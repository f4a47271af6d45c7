// Chart snapshot - keeps the last pushed chart configuration for clients to poll
use crate::application::chart_updater::{ChartConfig, ChartRenderer};
use serde::Serialize;

#[derive(Debug, Clone, Default, Serialize)]
#[serde(rename_all = "camelCase")]
pub struct ChartSnapshot {
    pub config: ChartConfig,
    pub revision: u64,
    pub last_animated: bool,
}

impl ChartRenderer for ChartSnapshot {
    fn configure(&mut self, config: ChartConfig) {
        self.config = config;
    }

    fn redraw(&mut self, animate: bool) {
        self.revision += 1;
        self.last_animated = animate;
    }
}
// Application layer - Use cases and the collaborator traits they depend on
pub mod activity_sink;
pub mod axis_allocator;
pub mod chart_updater;
pub mod dashboard_session;
pub mod map_renderer;
pub mod position_engine;
pub mod sensor_repository;
pub mod sensor_service;
pub mod settings_store;
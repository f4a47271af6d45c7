// Periodic dashboard refresh - pulls latest reading and history into the session
use crate::application::activity_sink::{ActivitySink, Severity};
use crate::domain::sensor::Timescale;
use crate::presentation::app_state::AppState;
use std::sync::Arc;
use std::time::Duration;
use tokio::task::JoinHandle;

/// One refresh cycle. An explicit timescale becomes the selection before
/// anything is fetched. Failures are reported to the activity log, never returned.
pub async fn refresh_once(state: &AppState, timescale: Option<Timescale>) {
    let timescale = {
        let mut session = state.session.lock().await;
        if let Some(t) = timescale {
            session.select_timescale(t);
        }
        session.timescale()
    };
    let device_ip = state.device_ip.as_deref();

    let (latest, history) = tokio::join!(
        state.sensor_service.latest(device_ip),
        state
            .sensor_service
            .history(device_ip, timescale, state.history_limit),
    );

    // the lock is only taken once both fetches finished
    let mut session = state.session.lock().await;

    match latest {
        Ok(Some(reading)) => session.apply_latest(reading),
        Ok(None) => state
            .activity
            .alert("No data found for any device", Severity::Warning),
        Err(e) => {
            tracing::warn!("Latest reading fetch failed: {}", e);
            state.activity.alert("Unable to reach the API", Severity::Error);
        }
    }

    match history {
        // selection changed while this refresh was in flight
        Ok(_) if session.timescale() != timescale => {
            tracing::debug!(
                "Dropping stale {} history, {} is selected",
                timescale,
                session.timescale()
            );
        }
        Ok(history) => session.apply_history(history, timescale),
        Err(e) => {
            tracing::warn!("History fetch failed: {}", e);
            state
                .activity
                .alert("Error fetching historical data", Severity::Error);
        }
    }
}

/// Spawns a refresh per tick. Slow refreshes may overlap; the session lock serialises them.
pub fn spawn_auto_refresh(state: Arc<AppState>, every: Duration) -> JoinHandle<()> {
    tokio::spawn(async move {
        let mut ticker = tokio::time::interval(every);
        loop {
            ticker.tick().await;
            let state = state.clone();
            tokio::spawn(async move {
                refresh_once(&state, None).await;
            });
        }
    })
}
// Axis allocator - keeps each visible series on a stable left/right axis
use crate::domain::series::{axis_id, AxisSide, Series, VisibilityOrder};
use serde::Serialize;

const FALLBACK_AXIS_COLOR: &str = "#94a3b8";

/// Per-series vertical axis handed to the chart renderer.
#[derive(Debug, Clone, PartialEq, Serialize)]
#[serde(rename_all = "camelCase")]
pub struct AxisConfig {
    pub id: String,
    pub side: AxisSide,
    pub visible: bool,
    /// Only one axis paints grid lines across the plot area.
    pub draws_grid: bool,
    pub color: String,
    pub title: String,
}

#[derive(Debug, Clone)]
pub struct AxisAllocator {
    series: Vec<Series>,
    order: VisibilityOrder,
}

impl AxisAllocator {
    pub fn new(series: Vec<Series>) -> Self {
        Self {
            series,
            order: VisibilityOrder::new(),
        }
    }

    /// Replaces visibility wholesale from per-series flags, in array order.
    pub fn seed(&mut self, flags: &[bool]) {
        self.order = VisibilityOrder::from_flags(flags);
        for (i, series) in self.series.iter_mut().enumerate() {
            series.hidden = !self.order.contains(i);
            if series.hidden {
                series.assigned_side = None;
            }
        }
    }

    /// Shows or hides one series. Unknown indices are ignored and return false.
    pub fn set_visible(&mut self, index: usize, visible: bool) -> bool {
        let Some(series) = self.series.get_mut(index) else {
            return false;
        };

        if visible {
            self.order.show(index);
            series.hidden = false;
        } else {
            self.order.hide(index);
            series.hidden = true;
            series.assigned_side = None;
        }
        true
    }

    /// Assigns sides by position in the visibility order: right, left, right...
    /// Without any recorded order, alternates over visible series in array order.
    pub fn rebalance(&mut self) {
        if self.series.is_empty() {
            return;
        }

        if !self.order.is_empty() {
            for (position, index) in self.order.as_slice().iter().enumerate() {
                if let Some(series) = self.series.get_mut(*index) {
                    series.assigned_side = Some(AxisSide::alternating(position));
                }
            }
            return;
        }

        for (position, series) in self.series.iter_mut().filter(|s| !s.hidden).enumerate() {
            series.assigned_side = Some(AxisSide::alternating(position));
        }
    }

    /// Derives one axis per series in array order. The axis id follows the fixed
    /// slot while the side follows the visibility order.
    pub fn normalize_axes(&mut self) -> Vec<AxisConfig> {
        let mut grid_taken = false;

        self.series
            .iter_mut()
            .enumerate()
            .map(|(i, series)| {
                let id = axis_id(i);
                series.axis_id = id.clone();

                let draws_grid = !grid_taken && !series.hidden;
                grid_taken |= draws_grid;

                let color = if series.axis_color.is_empty() {
                    FALLBACK_AXIS_COLOR.to_string()
                } else {
                    series.axis_color.clone()
                };
                let title = if series.axis_title.is_empty() {
                    series.label.clone()
                } else {
                    series.axis_title.clone()
                };

                AxisConfig {
                    id,
                    side: series
                        .assigned_side
                        .unwrap_or_else(|| AxisSide::alternating(i)),
                    visible: !series.hidden,
                    draws_grid,
                    color,
                    title,
                }
            })
            .collect()
    }

    pub fn series(&self) -> &[Series] {
        &self.series
    }

    pub fn series_mut(&mut self) -> &mut [Series] {
        &mut self.series
    }

    pub fn order(&self) -> &VisibilityOrder {
        &self.order
    }
}

#[cfg(test)]
mod tests {
    use super::*;
    use crate::domain::sensor::TemperatureUnit;
    use crate::domain::series::Metric;

    fn allocator(metrics: &[Metric]) -> AxisAllocator {
        let series = metrics
            .iter()
            .enumerate()
            .map(|(i, m)| Series::new(i, *m, TemperatureUnit::Celsius))
            .collect();
        AxisAllocator::new(series)
    }

    fn sides(allocator: &AxisAllocator) -> Vec<Option<AxisSide>> {
        allocator.series().iter().map(|s| s.assigned_side).collect()
    }

    #[test]
    fn test_sides_follow_visibility_order() {
        let mut alloc = allocator(&[Metric::Humidity, Metric::Temperature, Metric::Moisture]);
        alloc.seed(&[false, false, false]);

        alloc.set_visible(2, true);
        alloc.set_visible(0, true);
        alloc.rebalance();
        assert_eq!(
            sides(&alloc),
            vec![Some(AxisSide::Left), None, Some(AxisSide::Right)]
        );
    }

    #[test]
    fn test_toggle_off_on_appends_to_end() {
        let mut alloc = allocator(&[Metric::Humidity, Metric::Temperature, Metric::Moisture]);
        alloc.seed(&[true, true, true]);
        alloc.rebalance();
        assert_eq!(alloc.order().as_slice(), &[0, 1, 2]);

        alloc.set_visible(2, false);
        assert_eq!(alloc.series()[2].assigned_side, None);
        alloc.set_visible(2, true);
        alloc.rebalance();

        // last member cycled: nothing moved, sides unchanged
        assert_eq!(alloc.order().as_slice(), &[0, 1, 2]);
        assert_eq!(
            sides(&alloc),
            vec![Some(AxisSide::Right), Some(AxisSide::Left), Some(AxisSide::Right)]
        );

        alloc.set_visible(0, false);
        alloc.set_visible(0, true);
        alloc.rebalance();
        // untouched members keep their relative order
        assert_eq!(alloc.order().as_slice(), &[1, 2, 0]);
    }

    #[test]
    fn test_set_visible_is_idempotent() {
        let mut alloc = allocator(&[Metric::Humidity, Metric::Temperature]);
        alloc.seed(&[true, true]);
        alloc.set_visible(0, true);
        assert_eq!(alloc.order().as_slice(), &[0, 1]);
    }

    #[test]
    fn test_unknown_series_is_ignored() {
        let mut alloc = allocator(&[Metric::Humidity]);
        assert!(!alloc.set_visible(5, true));
        assert!(alloc.order().is_empty());

        let mut empty = AxisAllocator::new(Vec::new());
        empty.rebalance();
        assert!(empty.normalize_axes().is_empty());
    }

    #[test]
    fn test_fallback_alternates_over_visible_series() {
        let mut alloc = allocator(&[Metric::Humidity, Metric::Temperature, Metric::Moisture]);
        alloc.series_mut()[1].hidden = true;
        alloc.rebalance();
        assert_eq!(
            sides(&alloc),
            vec![Some(AxisSide::Right), None, Some(AxisSide::Left)]
        );
    }

    #[test]
    fn test_normalize_axes_single_grid_and_hidden_axes() {
        let mut alloc = allocator(&[Metric::Humidity, Metric::Temperature, Metric::Moisture]);
        alloc.seed(&[false, true, true]);
        alloc.rebalance();
        let axes = alloc.normalize_axes();

        let ids: Vec<&str> = axes.iter().map(|a| a.id.as_str()).collect();
        assert_eq!(ids, vec!["y", "y1", "y2"]);
        assert_eq!(axes.iter().filter(|a| a.draws_grid).count(), 1);
        assert!(axes[1].draws_grid);
        assert!(!axes[0].visible);
        assert_eq!(axes[0].side, AxisSide::Right);
        assert_eq!(axes[1].side, AxisSide::Right);
        assert_eq!(axes[2].side, AxisSide::Left);
        assert_eq!(axes[1].color, "#f87171");
        assert_eq!(axes[1].title, "Temp (°C)");
        assert_eq!(alloc.series()[2].axis_id, "y2");
    }

    #[test]
    fn test_no_grid_when_everything_hidden() {
        let mut alloc = allocator(&[Metric::Humidity, Metric::Temperature]);
        alloc.seed(&[false, false]);
        alloc.rebalance();
        let axes = alloc.normalize_axes();
        assert!(axes.iter().all(|a| !a.draws_grid && !a.visible));
    }
}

◆ **Goal of the exercise**:
Which of the lines in the material carry the string "Option"? Pull them out.

◆ **Final answer**:
pub async fn refresh_once(state: &AppState, timescale: Option<Timescale>) {
    fn sides(allocator: &AxisAllocator) -> Vec<Option<AxisSide>> {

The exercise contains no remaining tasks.